TIPTREE INC (TIPT)
Sector: Financials
2026 Annual Meeting Analysis
TIPTREE INC · Meeting: April 28, 2026
Directors FOR
1
Directors AGAINST
2
Say on Pay
FOR
Auditor
FOR
Director Elections
Election of Three Class I Directors
Against Analysis
Mr. Friedman has served on the board since 2016 and his full tenure overlaps with TIPT's significant 3-year underperformance versus the financial sector ETF benchmark (TIPT +14.2% vs XLF +66.0%, a gap of -51.8 percentage points, exceeding the 50pp threshold for the low-positive TSR band); the 5-year record does not provide a mitigant because the 5-year relative gap versus XLF remains large, so the policy trigger stands.
Mr. Smith has served on the board since 2013 and his full tenure overlaps with TIPT's significant 3-year underperformance versus the financial sector ETF benchmark (TIPT +14.2% vs XLF +66.0%, a gap of -51.8 percentage points, exceeding the 50pp threshold for the low-positive TSR band); the 5-year relative gap versus XLF also remains material, so the 5-year mitigant does not apply to downgrade the vote to FOR.
For Analysis
Mr. Maultsby joined the board in November 2021, which means he was within the 24-month new-director exemption period when the 3-year TSR underperformance window began; he is therefore exempt from the TSR trigger under policy, and his relevant industry experience in capital markets and M&A supports his qualification for this role.
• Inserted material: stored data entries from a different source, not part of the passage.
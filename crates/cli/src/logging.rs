use tracing_subscriber::EnvFilter;
use tracing_subscriber::fmt::writer::MakeWriterExt;

pub fn init_logging(verbosity: u8) {
	// 0 = warnings only
	// 1 (-v) = session lifecycle at info
	// 2+ (-vv) = protocol traffic and probe failures
	// Directive targets match by prefix, so `autoclick` also covers
	// `autoclick.manager` and `autoclick.cli`.
	let filter = match verbosity {
		0 => "warn",
		1 => "warn,autoclick=info",
		_ => "info,autoclick=debug",
	};

	let env_filter = EnvFilter::try_from_default_env().unwrap_or_else(|_| EnvFilter::new(filter));

	let stderr = std::io::stderr.with_max_level(tracing::Level::TRACE);

	tracing_subscriber::fmt()
		.with_env_filter(env_filter)
		.with_writer(stderr)
		.with_target(true)
		.with_level(true)
		.compact()
		.init();
}
//! Control-channel runtime: transport and request correlation.
//!
//! ```text
//! ┌──────────────┐
//! │  autoclick   │  Session manager (targets, sessions, injection)
//! └──────┬───────┘
//!        │ request(method, params, session?) / event stream
//! ┌──────▼───────┐
//! │   runtime    │  This crate
//! │  ┌────────┐  │
//! │  │ Conn   │  │  id correlation, per-request timeout, dispatch loop
//! │  └────────┘  │
//! │  ┌────────┐  │
//! │  │ Trans  │  │  WebSocket (or in-memory) frames
//! │  └────────┘  │
//! └──────────────┘
//! ```

pub mod connection;
pub mod error;
pub mod transport;

pub use connection::{Connection, DEFAULT_REQUEST_TIMEOUT, EventStream};
pub use error::{Error, Result};
pub use transport::{
	ChannelPeer, ChannelTransport, Transport, TransportParts, TransportReceiver, WebSocketTransport,
};
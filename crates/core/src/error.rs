//! Error types for discovery, session management and matcher configuration.

use autoclick_protocol::ParseStatusError;
use thiserror::Error;

/// Result type alias for this crate.
pub type Result<T> = std::result::Result<T, Error>;

#[derive(Debug, Error)]
pub enum Error {
	/// None of the candidate ports answered the bootstrap endpoint.
	#[error("No DevTools endpoint responded on ports {ports:?}")]
	NoEndpoint { ports: Vec<u16> },

	/// A single port answered, but not usefully.
	#[error("Discovery on port {port} failed: {reason}")]
	Discovery { port: u16, reason: String },

	/// The advertised control-channel URL is not a WebSocket URL.
	#[error("Invalid control-channel URL {url}: {reason}")]
	InvalidEndpoint { url: String, reason: String },

	#[error("HTTP client error: {0}")]
	Http(#[from] reqwest::Error),

	#[error(transparent)]
	Runtime(#[from] autoclick_runtime::Error),

	#[error("Invalid URL pattern: {0}")]
	Pattern(#[from] glob::PatternError),

	#[error("Invalid panel marker {0:?}")]
	Marker(String),

	/// Evaluation threw inside the remote context.
	#[error("Evaluation failed: {0}")]
	Evaluation(String),

	#[error(transparent)]
	Status(#[from] ParseStatusError),

	/// A [`ManagerConfig`](crate::ManagerConfig) value the manager cannot run with.
	#[error("Invalid {field}: {reason}")]
	InvalidConfig { field: &'static str, reason: &'static str },
}

impl Error {
	/// True when the underlying request timed out.
	pub fn is_timeout(&self) -> bool {
		matches!(self, Error::Runtime(e) if e.is_timeout())
	}

	/// True when the control channel closed underneath the operation.
	pub fn is_channel_closed(&self) -> bool {
		matches!(self, Error::Runtime(e) if e.is_channel_closed())
	}
}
Of the three Class I director nominees, two long-tenured directors (Friedman since 2016, Smith since 2013) are subject to the TSR underperformance trigger because TIPT's 3-year total return of approximately +14% trailed the XLF financial sector ETF by approximately 52 percentage points, well above the 50pp threshold applicable to companies with low-positive absolute returns; the 5-year record does not provide a sufficient mitigant given continued relative underperformance. Randy Maultsby is exempt as a director who joined in November 2021 and falls within the 24-month new-director exemption.
Say on Pay
✓ FORCEO
Michael G. Barnes
Total Comp
$8,215,284
Prior Support
71%%
The CEO's total reported compensation of approximately $8.2 million is within a reasonable range for a financial services holding company of Tiptree's size and complexity, and the pay mix is heavily variable — the company discloses that 76% of NEO compensation in 2025 was variable (performance-based cash and equity), well above the 50-60% policy minimum. The company received 71% support on its last Say on Pay vote (above the 70% threshold that would require a mandatory response), and the compensation structure features demanding performance stock awards that only pay out if the stock reaches ambitious price targets, representing genuine pay-for-performance alignment. A meaningful clawback policy compliant with SEC Dodd-Frank rules has been in place since October 2023, satisfying that governance requirement.
Auditor Ratification
✓ FORAuditor
Deloitte & Touche LLP
Tenure
3 yrs
Audit Fees
$6,167,000
Non-Audit Fees
$827,000
Deloitte has audited Tiptree for at least three years (the proxy discloses audits for each of the three years ended December 31, 2025), well below the 25-year tenure threshold; non-audit fees (audit-related fees of $22k + tax fees of $803k + other fees of $2k = $827k) represent approximately 13.4% of audit fees ($6,167k), comfortably below the 50% threshold that would raise independence concerns; Deloitte is a Big 4 firm appropriate for a company of Tiptree's size and complexity.
Overall Assessment
The 2026 Tiptree annual meeting presents a ballot where the primary governance concern is significant stock price underperformance versus the financial sector over the past three years — TIPT returned approximately +14% while the XLF ETF returned +66%, a gap of nearly 52 percentage points that triggers AGAINST votes for two long-tenured directors (Friedman and Smith); the auditor ratification and Say on Pay proposals both pass policy screens and warrant FOR votes, while the equity plan amendment (adding 4 million shares) falls outside current policy scope and shareholders should weigh the 20.9% total potential dilution against the demanding performance conditions attached to existing awards.